#### [Problem]
Quote only the lines from the top of the listing below down to and including the line with "Configuration File Format".

#### [Supplied material]

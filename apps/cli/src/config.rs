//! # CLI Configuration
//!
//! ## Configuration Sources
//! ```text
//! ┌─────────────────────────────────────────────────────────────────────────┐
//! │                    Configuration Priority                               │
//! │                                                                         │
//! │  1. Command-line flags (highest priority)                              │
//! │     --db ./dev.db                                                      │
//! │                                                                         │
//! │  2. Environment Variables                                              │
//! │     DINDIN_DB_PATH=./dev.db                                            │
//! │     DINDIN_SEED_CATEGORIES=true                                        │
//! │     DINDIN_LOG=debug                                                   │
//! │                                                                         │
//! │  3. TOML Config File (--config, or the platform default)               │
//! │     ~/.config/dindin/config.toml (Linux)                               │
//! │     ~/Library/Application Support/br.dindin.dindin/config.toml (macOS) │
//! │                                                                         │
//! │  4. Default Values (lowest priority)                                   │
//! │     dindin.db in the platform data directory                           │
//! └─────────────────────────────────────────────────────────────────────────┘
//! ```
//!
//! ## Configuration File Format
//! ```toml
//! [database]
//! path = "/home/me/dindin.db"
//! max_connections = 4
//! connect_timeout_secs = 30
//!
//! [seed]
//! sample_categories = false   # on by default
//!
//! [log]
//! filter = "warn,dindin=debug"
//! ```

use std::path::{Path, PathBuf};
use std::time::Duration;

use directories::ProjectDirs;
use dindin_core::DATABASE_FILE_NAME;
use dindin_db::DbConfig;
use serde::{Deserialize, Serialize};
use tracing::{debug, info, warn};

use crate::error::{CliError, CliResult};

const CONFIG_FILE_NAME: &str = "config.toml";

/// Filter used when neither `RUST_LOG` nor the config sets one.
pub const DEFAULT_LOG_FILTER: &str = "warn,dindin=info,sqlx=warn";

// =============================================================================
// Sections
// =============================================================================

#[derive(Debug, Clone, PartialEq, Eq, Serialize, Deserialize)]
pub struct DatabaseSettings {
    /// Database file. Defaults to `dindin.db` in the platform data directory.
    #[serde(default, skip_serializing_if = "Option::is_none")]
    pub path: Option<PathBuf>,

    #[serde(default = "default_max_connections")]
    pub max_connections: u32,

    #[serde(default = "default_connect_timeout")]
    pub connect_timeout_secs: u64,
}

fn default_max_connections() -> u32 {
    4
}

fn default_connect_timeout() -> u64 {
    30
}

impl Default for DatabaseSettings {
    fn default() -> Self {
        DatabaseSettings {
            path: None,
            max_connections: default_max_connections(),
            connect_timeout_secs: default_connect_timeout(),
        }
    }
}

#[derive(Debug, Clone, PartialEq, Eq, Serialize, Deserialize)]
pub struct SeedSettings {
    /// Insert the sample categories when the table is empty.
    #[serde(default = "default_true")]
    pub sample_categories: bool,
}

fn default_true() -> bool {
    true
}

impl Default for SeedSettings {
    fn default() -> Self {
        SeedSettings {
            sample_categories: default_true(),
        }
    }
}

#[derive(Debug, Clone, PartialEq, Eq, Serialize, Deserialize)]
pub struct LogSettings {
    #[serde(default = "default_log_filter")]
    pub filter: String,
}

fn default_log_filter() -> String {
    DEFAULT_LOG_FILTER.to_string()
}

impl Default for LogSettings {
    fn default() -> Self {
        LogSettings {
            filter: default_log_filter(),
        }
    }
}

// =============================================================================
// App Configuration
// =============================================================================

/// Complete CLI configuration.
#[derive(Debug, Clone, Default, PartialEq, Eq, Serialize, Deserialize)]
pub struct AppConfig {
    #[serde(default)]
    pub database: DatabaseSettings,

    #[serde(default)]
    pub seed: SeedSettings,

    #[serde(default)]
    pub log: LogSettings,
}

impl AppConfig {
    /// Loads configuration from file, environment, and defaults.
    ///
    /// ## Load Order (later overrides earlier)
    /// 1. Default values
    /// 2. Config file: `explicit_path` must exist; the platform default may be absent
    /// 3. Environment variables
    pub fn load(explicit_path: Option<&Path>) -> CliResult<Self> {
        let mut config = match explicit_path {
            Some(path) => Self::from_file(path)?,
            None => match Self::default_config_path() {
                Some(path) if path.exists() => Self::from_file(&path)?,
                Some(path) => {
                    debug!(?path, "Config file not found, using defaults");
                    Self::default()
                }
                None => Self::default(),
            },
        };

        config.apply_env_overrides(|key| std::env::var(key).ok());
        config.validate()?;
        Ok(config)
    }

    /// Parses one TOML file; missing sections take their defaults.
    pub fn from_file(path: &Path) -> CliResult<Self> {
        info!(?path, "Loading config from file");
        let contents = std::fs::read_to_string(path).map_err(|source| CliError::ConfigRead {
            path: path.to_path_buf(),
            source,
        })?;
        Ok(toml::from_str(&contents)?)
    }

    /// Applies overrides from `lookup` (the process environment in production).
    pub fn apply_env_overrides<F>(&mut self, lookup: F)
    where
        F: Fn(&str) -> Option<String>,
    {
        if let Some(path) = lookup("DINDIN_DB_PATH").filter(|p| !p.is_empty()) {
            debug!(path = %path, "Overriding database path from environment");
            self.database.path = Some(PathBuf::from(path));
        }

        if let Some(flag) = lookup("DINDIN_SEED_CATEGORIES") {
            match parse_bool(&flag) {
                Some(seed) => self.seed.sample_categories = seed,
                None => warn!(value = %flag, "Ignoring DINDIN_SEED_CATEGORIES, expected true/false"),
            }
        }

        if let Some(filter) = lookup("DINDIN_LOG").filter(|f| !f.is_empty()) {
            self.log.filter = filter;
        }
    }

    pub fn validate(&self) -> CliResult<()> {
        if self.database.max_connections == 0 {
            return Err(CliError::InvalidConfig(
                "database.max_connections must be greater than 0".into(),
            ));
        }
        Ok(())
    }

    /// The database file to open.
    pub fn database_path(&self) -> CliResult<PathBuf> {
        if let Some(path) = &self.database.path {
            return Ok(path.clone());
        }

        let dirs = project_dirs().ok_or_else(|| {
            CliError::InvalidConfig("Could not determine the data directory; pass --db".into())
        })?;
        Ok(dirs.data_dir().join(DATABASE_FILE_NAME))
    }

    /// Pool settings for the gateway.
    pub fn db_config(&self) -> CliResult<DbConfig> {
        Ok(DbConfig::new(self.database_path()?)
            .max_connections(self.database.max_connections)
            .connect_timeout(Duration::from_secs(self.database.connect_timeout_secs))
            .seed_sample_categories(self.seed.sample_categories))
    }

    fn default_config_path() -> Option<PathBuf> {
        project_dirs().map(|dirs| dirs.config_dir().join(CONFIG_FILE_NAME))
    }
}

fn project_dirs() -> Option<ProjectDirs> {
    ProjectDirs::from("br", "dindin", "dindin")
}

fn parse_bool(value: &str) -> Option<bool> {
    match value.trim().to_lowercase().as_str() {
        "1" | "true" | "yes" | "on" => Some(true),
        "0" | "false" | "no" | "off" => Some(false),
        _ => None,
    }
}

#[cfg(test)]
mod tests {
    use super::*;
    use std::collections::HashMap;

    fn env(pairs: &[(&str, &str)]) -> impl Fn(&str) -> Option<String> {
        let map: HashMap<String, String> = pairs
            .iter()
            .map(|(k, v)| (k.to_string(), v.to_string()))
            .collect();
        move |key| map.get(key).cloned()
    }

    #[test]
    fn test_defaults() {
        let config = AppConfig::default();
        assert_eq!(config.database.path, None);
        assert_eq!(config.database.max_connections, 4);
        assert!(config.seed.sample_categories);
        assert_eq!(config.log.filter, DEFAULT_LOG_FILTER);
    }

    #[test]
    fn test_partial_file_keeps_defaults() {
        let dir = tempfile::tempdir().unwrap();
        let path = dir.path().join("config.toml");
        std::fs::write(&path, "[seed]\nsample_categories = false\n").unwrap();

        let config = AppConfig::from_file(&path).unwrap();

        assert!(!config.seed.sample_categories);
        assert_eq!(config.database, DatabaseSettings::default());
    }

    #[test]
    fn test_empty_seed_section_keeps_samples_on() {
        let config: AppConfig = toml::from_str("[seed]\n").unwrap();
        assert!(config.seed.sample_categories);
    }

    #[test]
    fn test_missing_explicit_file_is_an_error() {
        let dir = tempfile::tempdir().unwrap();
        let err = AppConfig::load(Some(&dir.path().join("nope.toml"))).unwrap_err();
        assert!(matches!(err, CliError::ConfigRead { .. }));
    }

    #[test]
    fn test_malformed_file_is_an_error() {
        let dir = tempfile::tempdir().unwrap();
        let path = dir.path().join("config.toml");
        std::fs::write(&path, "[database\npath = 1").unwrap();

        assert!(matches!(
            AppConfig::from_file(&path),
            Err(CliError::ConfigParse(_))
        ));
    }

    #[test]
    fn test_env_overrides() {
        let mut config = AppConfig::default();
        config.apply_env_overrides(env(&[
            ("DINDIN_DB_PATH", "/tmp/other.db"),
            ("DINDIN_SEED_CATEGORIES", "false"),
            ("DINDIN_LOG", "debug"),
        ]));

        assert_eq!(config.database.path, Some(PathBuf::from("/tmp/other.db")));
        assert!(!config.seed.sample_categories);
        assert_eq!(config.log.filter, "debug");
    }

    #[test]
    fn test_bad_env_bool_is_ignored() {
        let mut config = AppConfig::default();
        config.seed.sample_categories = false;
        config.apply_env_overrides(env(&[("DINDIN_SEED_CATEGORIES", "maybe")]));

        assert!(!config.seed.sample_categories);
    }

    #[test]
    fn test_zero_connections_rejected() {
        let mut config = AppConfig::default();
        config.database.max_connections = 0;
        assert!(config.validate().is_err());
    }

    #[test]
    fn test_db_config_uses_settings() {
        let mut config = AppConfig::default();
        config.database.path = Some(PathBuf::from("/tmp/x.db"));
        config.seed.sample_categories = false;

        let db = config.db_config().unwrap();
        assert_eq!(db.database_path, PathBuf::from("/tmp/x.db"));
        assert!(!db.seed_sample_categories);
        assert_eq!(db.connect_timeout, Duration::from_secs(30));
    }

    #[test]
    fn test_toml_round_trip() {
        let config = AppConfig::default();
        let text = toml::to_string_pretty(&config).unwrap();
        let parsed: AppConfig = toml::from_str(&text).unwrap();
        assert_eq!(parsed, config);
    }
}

#### [Written answer]
filename apps/cli/src/config.rs
//! # CLI Configuration
//!
//! ## Configuration Sources
//! ```text
//! ┌─────────────────────────────────────────────────────────────────────────┐
//! │                    Configuration Priority                               │
//! │                                                                         │
//! │  1. Command-line flags (highest priority)                              │
//! │     --db ./dev.db                                                      │
//! │                                                                         │
//! │  2. Environment Variables                                              │
//! │     DINDIN_DB_PATH=./dev.db                                            │
//! │     DINDIN_SEED_CATEGORIES=true                                        │
//! │     DINDIN_LOG=debug                                                   │
//! │                                                                         │
//! │  3. TOML Config File (--config, or the platform default)               │
//! │     ~/.config/dindin/config.toml (Linux)                               │
//! │     ~/Library/Application Support/br.dindin.dindin/config.toml (macOS) │
//! │                                                                         │
//! │  4. Default Values (lowest priority)                                   │
//! │     dindin.db in the platform data directory                           │
//! └─────────────────────────────────────────────────────────────────────────┘
//! ```
//!
//! ## Configuration File Format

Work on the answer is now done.